In Canada alone, a wildfire that scorched a sizable part of Alberta's oiltown Fort McMurray has knocked out 1.6 million bpd from producers and pipeline operators that have shut facilities as precaution, consultancy Energy Aspects said.
Repair crews on Tuesday were assessing the damage after an initial inspection by officials showed the Canadian energy boomtown was spared the worst as nearby oil sands companies looked to resume production.
The disruptions eclipsed worries about rising U.S. crude inventories, which were expected to have grown for a fifth straight week last week to record highs above 543 million barrels. Data from the American Petroleum Institute, due at 4:30 p.m. ET, was expected to show a half a million-barrel build.
"I think we are still in bull market, but I also think the headwinds are increasing," Scott Shelton, energy broker with ICAP in Durham, North Carolina, said, referring to the heightened volatility in crude futures since April's rally of 20 percent or more.
Brent crude futures were up more than 4 percent, at $45.55. On Monday, it fell 3.8 percent.
U.S. crude futures settled $1.22 higher, or 2.8 percent, at $44.66 a barrel.
Refined products were also firmer, with U.S. gasoline futures gaining 2 percent and ultra-low sulfur diesel, also known as heating oil, soaring 3 percent.

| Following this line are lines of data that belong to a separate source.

// Copyright 2025 eraflo
//
// Licensed under the Apache License, Version 2.0 (the "License");
// you may not use this file except in compliance with the License.
// You may obtain a copy of the License at
//
//     http://www.apache.org/licenses/LICENSE-2.0
//
// Unless required by applicable law or agreed to in writing, software
// distributed under the License is distributed on an "AS IS" BASIS,
// WITHOUT WARRANTIES OR CONDITIONS OF ANY KIND, either express or implied.
// See the License for the specific language governing permissions and
// limitations under the License.

//! SGR escape sequences for ANSI-capable terminals.

use super::ColorBackend;
use encbase_core::{ConsoleColor, LogLevel};
use std::io::{self, Write};

// ANSI color codes
const RESET: &str = "\x1b[0m";
const RED: &str = "\x1b[1;31m";
const YELLOW: &str = "\x1b[1;33m";
const GREEN: &str = "\x1b[1;32m";
const CYAN: &str = "\x1b[1;36m";

/// Colors output with inline ANSI escape sequences.
///
/// Informational and unprefixed messages are printed as-is, without any
/// escape sequence.
#[derive(Debug, Clone, Copy, Default)]
pub struct AnsiColors;

impl AnsiColors {
    /// The escape sequence selecting `color`.
    pub fn code(color: ConsoleColor) -> &'static str {
        match color {
            ConsoleColor::Red => RED,
            ConsoleColor::Yellow => YELLOW,
            ConsoleColor::Green => GREEN,
            ConsoleColor::Cyan => CYAN,
            ConsoleColor::Default => RESET,
        }
    }
}

impl ColorBackend for AnsiColors {
    fn set_color(&self, out: &mut dyn Write, color: ConsoleColor) -> io::Result<()> {
        out.write_all(Self::code(color).as_bytes())
    }

    fn reset_color(&self, out: &mut dyn Write) -> io::Result<()> {
        out.write_all(RESET.as_bytes())
    }

    fn wraps(&self, level: LogLevel) -> bool {
        level.is_emphasized()
    }

    fn name(&self) -> &'static str {
        "ansi"
    }
}
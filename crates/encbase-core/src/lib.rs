// Copyright 2025 eraflo
//
// Licensed under the Apache License, Version 2.0 (the "License");
// you may not use this file except in compliance with the License.
// You may obtain a copy of the License at
//
//     http://www.apache.org/licenses/LICENSE-2.0
//
// Unless required by applicable law or agreed to in writing, software
// distributed under the License is distributed on an "AS IS" BASIS,
// WITHOUT WARRANTIES OR CONDITIONS OF ANY KIND, either express or implied.
// See the License for the specific language governing permissions and
// limitations under the License.

//! # Encbase Core
//!
//! Foundational crate shared by every stage of the encoding pipeline. It holds
//! the severity levels and verbosity contract used by the console logger, the
//! diagnostics configuration, the monotonic microsecond timer and the thread
//! spawning primitive.
//!
//! Nothing in here depends on anything else in the crate beyond the shared
//! error type; callers compose the pieces themselves.

#![warn(missing_docs)]

pub mod config;
pub mod error;
pub mod level;
pub mod thread;
pub mod timer;

pub use config::{ColorMode, DiagnosticsConfig, ThreadConfig};
pub use error::{CoreError, CoreResult};
pub use level::{is_visible, ConsoleColor, LogLevel, ParseLevelError, VerbositySource, LEVEL_MASK};
pub use thread::{spawn, ThreadEntry, ThreadHandle, ThreadSpawner};
pub use timer::{
    monotonic_now, ClockSource, CoarseClock, HighResClock, MonotonicTimer, Stopwatch, Timestamp,
};
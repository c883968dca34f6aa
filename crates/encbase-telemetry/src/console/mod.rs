// Copyright 2025 eraflo
//
// Licensed under the Apache License, Version 2.0 (the "License");
// you may not use this file except in compliance with the License.
// You may obtain a copy of the License at
//
//     http://www.apache.org/licenses/LICENSE-2.0
//
// Unless required by applicable law or agreed to in writing, software
// distributed under the License is distributed on an "AS IS" BASIS,
// WITHOUT WARRANTIES OR CONDITIONS OF ANY KIND, either express or implied.
// See the License for the specific language governing permissions and
// limitations under the License.

//! Console color handling.
//!
//! The logger never emits color codes itself. It asks a [`ColorBackend`] to
//! switch the console color before a message and to restore it afterwards.
//! [`AnsiColors`] writes SGR escape sequences into the stream,
//! [`NativeConsole`] changes the console attributes out of band and
//! [`PlainConsole`] leaves colors alone.

mod ansi;
mod native;
mod plain;

pub use ansi::AnsiColors;
pub use native::{ConsoleDevice, CrosstermConsole, NativeConsole};
pub use plain::PlainConsole;

use encbase_core::{ColorMode, ConsoleColor, LogLevel};
use std::io::{self, Write};

/// Sets and resets the console color around a message.
pub trait ColorBackend: Send + Sync {
    /// Switches subsequent output to `color`.
    fn set_color(&self, out: &mut dyn Write, color: ConsoleColor) -> io::Result<()>;

    /// Restores the console's neutral color.
    fn reset_color(&self, out: &mut dyn Write) -> io::Result<()>;

    /// Whether messages of `level` are bracketed by [`set_color`](Self::set_color)
    /// and [`reset_color`](Self::reset_color).
    fn wraps(&self, level: LogLevel) -> bool;

    /// A short name used in diagnostics.
    fn name(&self) -> &'static str;
}

/// Picks the backend for a color policy.
///
/// `is_terminal` tells whether the output stream is an interactive terminal;
/// it only matters for [`ColorMode::Auto`].
pub fn select_backend(mode: ColorMode, is_terminal: bool) -> Box<dyn ColorBackend> {
    match mode {
        ColorMode::Always => Box::new(AnsiColors),
        ColorMode::Native => Box::new(NativeConsole::new()),
        ColorMode::Never => Box::new(PlainConsole),
        ColorMode::Auto if is_terminal => terminal_backend(),
        ColorMode::Auto => Box::new(PlainConsole),
    }
}

#[cfg(windows)]
fn terminal_backend() -> Box<dyn ColorBackend> {
    Box::new(NativeConsole::new())
}

#[cfg(not(windows))]
fn terminal_backend() -> Box<dyn ColorBackend> {
    Box::new(AnsiColors)
}

#[cfg(test)]
mod tests {
    use super::*;

    #[test]
    fn auto_mode_follows_the_terminal() {
        let expected = if cfg!(windows) { "native" } else { "ansi" };
        assert_eq!(select_backend(ColorMode::Auto, true).name(), expected);
        assert_eq!(select_backend(ColorMode::Auto, false).name(), "plain");
    }

    #[test]
    fn explicit_modes_ignore_the_terminal() {
        assert_eq!(select_backend(ColorMode::Always, false).name(), "ansi");
        assert_eq!(select_backend(ColorMode::Native, false).name(), "native");
        assert_eq!(select_backend(ColorMode::Never, true).name(), "plain");
    }
}
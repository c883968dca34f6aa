// Copyright 2025 eraflo
//
// Licensed under the Apache License, Version 2.0 (the "License");
// you may not use this file except in compliance with the License.
// You may obtain a copy of the License at
//
//     http://www.apache.org/licenses/LICENSE-2.0
//
// Unless required by applicable law or agreed to in writing, software
// distributed under the License is distributed on an "AS IS" BASIS,
// WITHOUT WARRANTIES OR CONDITIONS OF ANY KIND, either express or implied.
// See the License for the specific language governing permissions and
// limitations under the License.

// Sandbox encoder session: a few worker threads pretend to encode frames while
// reporting progress on the console and into the trace file.
// Run with: cargo run -p sandbox -- [diagnostics.json]

use anyhow::{Context, Result};
use encbase_core::{DiagnosticsConfig, Stopwatch, ThreadSpawner, VerbositySource};
use encbase_telemetry::{
    enc_debug, enc_info, enc_print, enc_trace, enc_warn, ConsoleLogger, TraceSink,
};
use std::sync::Arc;
use std::time::Duration;

const WORKERS: usize = 4;
const FRAMES_PER_WORKER: usize = 25;
const FRAME_BUDGET: Duration = Duration::from_millis(4);

struct WorkerJob {
    worker: usize,
    config: Arc<DiagnosticsConfig>,
    logger: Arc<ConsoleLogger>,
    trace: Arc<TraceSink>,
}

fn encode_frames(job: WorkerJob) -> i32 {
    let ctx: Option<&dyn VerbositySource> = Some(&*job.config);
    for frame in 0..FRAMES_PER_WORKER {
        let poc = job.worker * FRAMES_PER_WORKER + frame;
        let watch = Stopwatch::new();
        std::thread::sleep(Duration::from_millis(2 + (poc % 3) as u64));

        let bits = 1_000 + (poc as u32 * 37) % 500;
        job.trace.record_symbol(bits);
        enc_trace!(job.trace, "POC {poc:4} worker {} bits {bits}\n", job.worker);

        let elapsed = watch.elapsed();
        if elapsed > FRAME_BUDGET {
            enc_warn!(job.logger, ctx, "POC {poc} took {} us\n", elapsed.as_micros());
        } else {
            enc_debug!(job.logger, ctx, "POC {poc} encoded in {} us\n", elapsed.as_micros());
        }
    }
    0
}

fn main() -> Result<()> {
    use env_logger::{Builder, Env};

    Builder::from_env(Env::default().default_filter_or("info")).init();

    let config = match std::env::args().nth(1) {
        Some(path) => DiagnosticsConfig::from_json_file(&path)?,
        None => DiagnosticsConfig::default(),
    };
    let config = Arc::new(config);
    let logger = Arc::new(ConsoleLogger::from_config(&config));
    let trace = Arc::new(TraceSink::new());
    trace
        .init_from_config(&config)
        .context("cannot start the encoding session")?;

    let ctx: Option<&dyn VerbositySource> = Some(&*config);
    enc_print!(logger, ctx, "encbase sandbox: {WORKERS} workers x {FRAMES_PER_WORKER} frames\n");

    let spawner = ThreadSpawner::new(&config.threads);
    let watch = Stopwatch::new();
    let handles = (0..WORKERS)
        .map(|worker| {
            let job = WorkerJob {
                worker,
                config: Arc::clone(&config),
                logger: Arc::clone(&logger),
                trace: Arc::clone(&trace),
            };
            spawner.spawn(encode_frames, job)
        })
        .collect::<Result<Vec<_>, _>>()
        .context("failed to start worker threads")?;

    for handle in handles {
        let name = handle.name().to_string();
        let status = handle.join()?;
        if status != 0 {
            log::warn!("{name} exited with status {status}");
        }
    }

    let seconds = watch.elapsed_secs_f64();
    let frames = WORKERS * FRAMES_PER_WORKER;
    enc_info!(
        logger,
        ctx,
        "encoded {frames} frames in {seconds:.3}s ({:.2} fps)\n",
        frames as f64 / seconds.max(f64::EPSILON)
    );
    if trace.is_active() {
        enc_info!(
            logger,
            ctx,
            "trace: {} symbols, {} bits\n",
            trace.symbol_count(),
            trace.bit_count()
        );
    }

    trace.shutdown();
    Ok(())
}
use std::fs::File;
use std::io::{self, Read};
use std::path::Path;
use std::time::Duration;

use log::debug;
use reqwest::blocking::{Client, Response};
use serde::Deserialize;
use serde_json::json;
use sha2::{Digest, Sha256};

use super::http::build_client;
use super::{DownloadBackend, Fetched, SyncError};
use crate::resource::Resource;
use crate::utils::read_full;

pub const DROPBOX_API_URL: &str = "https://api.dropboxapi.com";
pub const DROPBOX_CONTENT_URL: &str = "https://content.dropboxapi.com";

/// Block size of the Dropbox content hash.
pub const HASH_BLOCK_SIZE: usize = 4 * 1024 * 1024;

#[derive(Debug, Clone)]
pub struct DropboxSettings {
    /// OAuth 2 access token.
    pub token: String,
    pub api_url: String,
    pub content_url: String,
    pub timeout: Duration,
}

impl DropboxSettings {
    pub fn new(token: impl Into<String>, timeout: Duration) -> Self {
        Self {
            token: token.into(),
            api_url: DROPBOX_API_URL.to_string(),
            content_url: DROPBOX_CONTENT_URL.to_string(),
            timeout,
        }
    }
}

#[derive(Debug, Deserialize)]
struct FileMetadata {
    content_hash: Option<String>,
}

/// Compute the Dropbox content hash of a local file.
///
/// The file is split into 4 MiB blocks, each block is hashed with SHA-256,
/// and the concatenated digests are hashed again.
pub fn content_hash(path: &Path) -> io::Result<String> {
    content_hash_reader(File::open(path)?)
}

pub fn content_hash_reader<R: Read>(mut reader: R) -> io::Result<String> {
    let mut overall = Sha256::new();
    let mut block = vec![0u8; HASH_BLOCK_SIZE];
    loop {
        let n = read_full(&mut reader, &mut block)?;
        if n == 0 {
            break;
        }
        overall.update(Sha256::digest(&block[..n]));
        if n < block.len() {
            break;
        }
    }
    Ok(hex::encode(overall.finalize()))
}

/// JSON for the `Dropbox-API-Arg` header, with non-ASCII characters escaped.
fn api_arg(path: &str) -> String {
    let mut out = String::new();
    for c in json!({ "path": path }).to_string().chars() {
        if c.is_ascii() {
            out.push(c);
        } else {
            let mut units = [0u16; 2];
            for unit in c.encode_utf16(&mut units) {
                out.push_str(&format!("\\u{unit:04x}"));
            }
        }
    }
    out
}

pub struct DropboxBackend {
    client: Client,
    settings: DropboxSettings,
}

impl DropboxBackend {
    pub fn new(settings: DropboxSettings) -> Result<Self, SyncError> {
        Ok(Self {
            client: build_client(settings.timeout)?,
            settings,
        })
    }

    fn check(response: Response) -> Result<Response, SyncError> {
        let status = response.status();
        if status.is_success() {
            return Ok(response);
        }
        let body = response.text().unwrap_or_default();
        Err(SyncError::Dropbox(format!("{status}: {}", body.trim())))
    }

    /// The `content_hash` Dropbox reports for `remote_path`.
    pub fn remote_content_hash(&self, remote_path: &str) -> Result<Option<String>, SyncError> {
        let response = self
            .client
            .post(format!("{}/2/files/get_metadata", self.settings.api_url))
            .bearer_auth(&self.settings.token)
            .json(&json!({ "path": remote_path, "include_media_info": false }))
            .send()?;
        let metadata: FileMetadata = Self::check(response)?.json()?;
        Ok(metadata.content_hash)
    }

    fn unchanged(&self, resource: &Resource) -> bool {
        let local = match content_hash(&resource.path) {
            Ok(hash) => hash,
            Err(e) => {
                debug!("{:?}: no local content hash: {e}", resource.path);
                return false;
            }
        };
        match self.remote_content_hash(&resource.remote_path) {
            Ok(Some(remote)) => remote == local,
            Ok(None) => false,
            Err(e) => {
                debug!("{}: metadata lookup failed: {e}", resource.remote_path);
                false
            }
        }
    }
}

impl DownloadBackend for DropboxBackend {
    fn fetch(&mut self, resource: &Resource, staging: &mut File) -> Result<Fetched, SyncError> {
        if self.unchanged(resource) {
            return Ok(Fetched::NotModified);
        }

        let response = self
            .client
            .post(format!("{}/2/files/download", self.settings.content_url))
            .bearer_auth(&self.settings.token)
            .header("Dropbox-API-Arg", api_arg(&resource.remote_path))
            .send()?;
        let mut response = Self::check(response)?;
        response.copy_to(staging)?;
        Ok(Fetched::Modified {
            last_modified: None,
        })
    }
}

#[cfg(test)]
mod tests {
    use super::*;

    fn double_sha(data: &[u8]) -> String {
        hex::encode(Sha256::digest(Sha256::digest(data)))
    }

    #[test]
    fn test_content_hash_single_block() {
        let data = b"hello dropbox";
        assert_eq!(content_hash_reader(&data[..]).unwrap(), double_sha(data));
    }

    #[test]
    fn test_content_hash_empty() {
        assert_eq!(
            content_hash_reader(io::empty()).unwrap(),
            hex::encode(Sha256::digest(b""))
        );
    }

    #[test]
    fn test_content_hash_multiple_blocks() {
        let data: Vec<u8> = (0..HASH_BLOCK_SIZE + 10).map(|i| (i % 251) as u8).collect();
        let mut concat = Vec::new();
        concat.extend_from_slice(&Sha256::digest(&data[..HASH_BLOCK_SIZE]));
        concat.extend_from_slice(&Sha256::digest(&data[HASH_BLOCK_SIZE..]));
        assert_eq!(
            content_hash_reader(&data[..]).unwrap(),
            hex::encode(Sha256::digest(&concat))
        );
    }

    #[test]
    fn test_api_arg_escapes_non_ascii() {
        assert_eq!(api_arg("/a.txt"), r#"{"path":"/a.txt"}"#);
        assert_eq!(api_arg("/é"), r#"{"path":"/\u00e9"}"#);
    }
}
use std::fs::File;
use std::io::{Read, Write};
use std::net::TcpStream;
use std::path::{Path, PathBuf};
use std::time::Duration;

use log::debug;
use ssh2::{Session, Sftp};

use super::{resolve, DownloadBackend, Fetched, SyncError};
use crate::connection::HandleSlot;
use crate::resource::Resource;

pub const DEFAULT_SSH_PORT: u16 = 22;
pub const DEFAULT_MAX_PACKET_SIZE: usize = 1 << 15;

#[derive(Debug, Clone)]
pub struct SshSettings {
    pub hostname: String,
    pub port: u16,
    pub username: String,
    pub password: Option<String>,
    pub private_key: Option<PathBuf>,
    pub timeout: Duration,
    /// Largest read issued against a remote file.
    pub max_packet_size: usize,
    pub persistent: bool,
}

impl SshSettings {
    pub fn new(hostname: impl Into<String>, username: impl Into<String>, timeout: Duration) -> Self {
        Self {
            hostname: hostname.into(),
            port: DEFAULT_SSH_PORT,
            username: username.into(),
            password: None,
            private_key: None,
            timeout,
            max_packet_size: DEFAULT_MAX_PACKET_SIZE,
            persistent: false,
        }
    }
}

/// An authenticated SSH session with its SFTP channel.
pub struct SftpHandle {
    sftp: Sftp,
    _session: Session,
}

fn try_agent(session: &Session, username: &str) -> Result<(), ssh2::Error> {
    let mut agent = session.agent()?;
    agent.connect()?;
    agent.list_identities()?;
    for identity in agent.identities()? {
        if agent.userauth(username, &identity).is_ok() {
            break;
        }
    }
    let _ = agent.disconnect();
    Ok(())
}

/// Try the SSH agent, then the password, then the private key file.
fn authenticate(session: &Session, settings: &SshSettings) -> Result<(), SyncError> {
    let user = settings.username.as_str();

    if std::env::var_os("SSH_AUTH_SOCK").is_some() {
        if let Err(e) = try_agent(session, user) {
            debug!("[{}] ssh-agent authentication unavailable: {e}", settings.hostname);
        }
    }
    if !session.authenticated() {
        if let Some(password) = &settings.password {
            if let Err(e) = session.userauth_password(user, password) {
                debug!("[{}] password authentication failed: {e}", settings.hostname);
            }
        }
    }
    if !session.authenticated() {
        if let Some(key) = &settings.private_key {
            if let Err(e) = session.userauth_pubkey_file(user, None, key, None) {
                debug!("[{}] key {key:?} rejected: {e}", settings.hostname);
            }
        }
    }

    if session.authenticated() {
        Ok(())
    } else {
        Err(SyncError::Auth {
            user: settings.username.clone(),
            host: settings.hostname.clone(),
        })
    }
}

fn connect(settings: &SshSettings) -> Result<SftpHandle, SyncError> {
    let addr = resolve(&settings.hostname, settings.port)?;
    let tcp = TcpStream::connect_timeout(&addr, settings.timeout)?;

    let mut session = Session::new()?;
    session.set_timeout(u32::try_from(settings.timeout.as_millis()).unwrap_or(u32::MAX));
    session.set_tcp_stream(tcp);
    session.handshake()?;
    authenticate(&session, settings)?;

    let sftp = session.sftp()?;
    Ok(SftpHandle {
        sftp,
        _session: session,
    })
}

fn copy_remote(
    handle: &mut SftpHandle,
    remote_path: &str,
    staging: &mut File,
    packet_size: usize,
) -> Result<u64, SyncError> {
    let mut remote = handle.sftp.open(Path::new(remote_path))?;
    let mut buf = vec![0u8; packet_size.max(1)];
    let mut total = 0u64;
    loop {
        let n = remote.read(&mut buf)?;
        if n == 0 {
            break;
        }
        staging.write_all(&buf[..n])?;
        total += n as u64;
    }
    Ok(total)
}

/// SFTP downloads over an SSH session.
///
/// SFTP has no cheap change signal, so every fetch reports new content and
/// leaves the decision to the byte comparison.
pub struct SftpBackend {
    settings: SshSettings,
    slot: HandleSlot<SftpHandle>,
}

impl SftpBackend {
    pub fn new(settings: SshSettings) -> Self {
        let slot = HandleSlot::new(settings.persistent);
        Self { settings, slot }
    }
}

impl DownloadBackend for SftpBackend {
    fn fetch(&mut self, resource: &Resource, staging: &mut File) -> Result<Fetched, SyncError> {
        let settings = &self.settings;
        let result = self
            .slot
            .acquire(|| connect(settings))
            .and_then(|handle| {
                copy_remote(handle, &resource.remote_path, staging, settings.max_packet_size)
            });
        if self.slot.finish(result.is_ok()).is_some() {
            debug!("[{}] SFTP session closed", settings.hostname);
        }

        let bytes = result?;
        debug!("[{}] {}: fetched {bytes} bytes", settings.hostname, resource.remote_path);
        Ok(Fetched::Modified {
            last_modified: None,
        })
    }

    fn has_session(&self) -> bool {
        self.slot.is_open()
    }

    fn release(&mut self) {
        self.slot.release();
    }
}

#[cfg(test)]
mod tests {
    use super::*;
    use std::net::TcpListener;

    #[test]
    fn test_failed_connect_leaves_no_session() {
        // Grab a free port and close it again so the connect is refused.
        let port = TcpListener::bind("127.0.0.1:0")
            .unwrap()
            .local_addr()
            .unwrap()
            .port();
        let mut settings = SshSettings::new("127.0.0.1", "nobody", Duration::from_secs(2));
        settings.port = port;
        settings.persistent = true;
        let mut backend = SftpBackend::new(settings);

        let dir = tempfile::tempdir().unwrap();
        let mut staging = File::create(dir.path().join("staging")).unwrap();
        let resource = Resource::new(dir.path().join("target")).with_remote_path("file");

        assert!(backend.fetch(&resource, &mut staging).is_err());
        assert!(!backend.has_session());
    }
}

Both had fallen about 4 percent in the previous session.
Macquarie said in a research note that with crude production in decline in the United States and outside the Organization of the Petroleum Exporting Countries, global oil markets could be on the path to rebalance by the end of 2016.
"With firmer Q4/Q1 activity driving these observed declines, we remain confident that activity levels will need to rise and WTI prices will need to stay above $40 for U.S. land production to stabilize in a timely manner," it said.
Weekly data on speculative holdings of crude futures has shown investors are cooling a little towards oil.
"We've seen the market slump 10 pct from the highs since this (Canada) news came in, which suggests that there are other fish to fry at the moment," Saxo Bank senior manager Ole Hansen said.
"The big reaction yesterday to the change in Canada gave an indication that the market has become a bit more focused on selling into rallies..."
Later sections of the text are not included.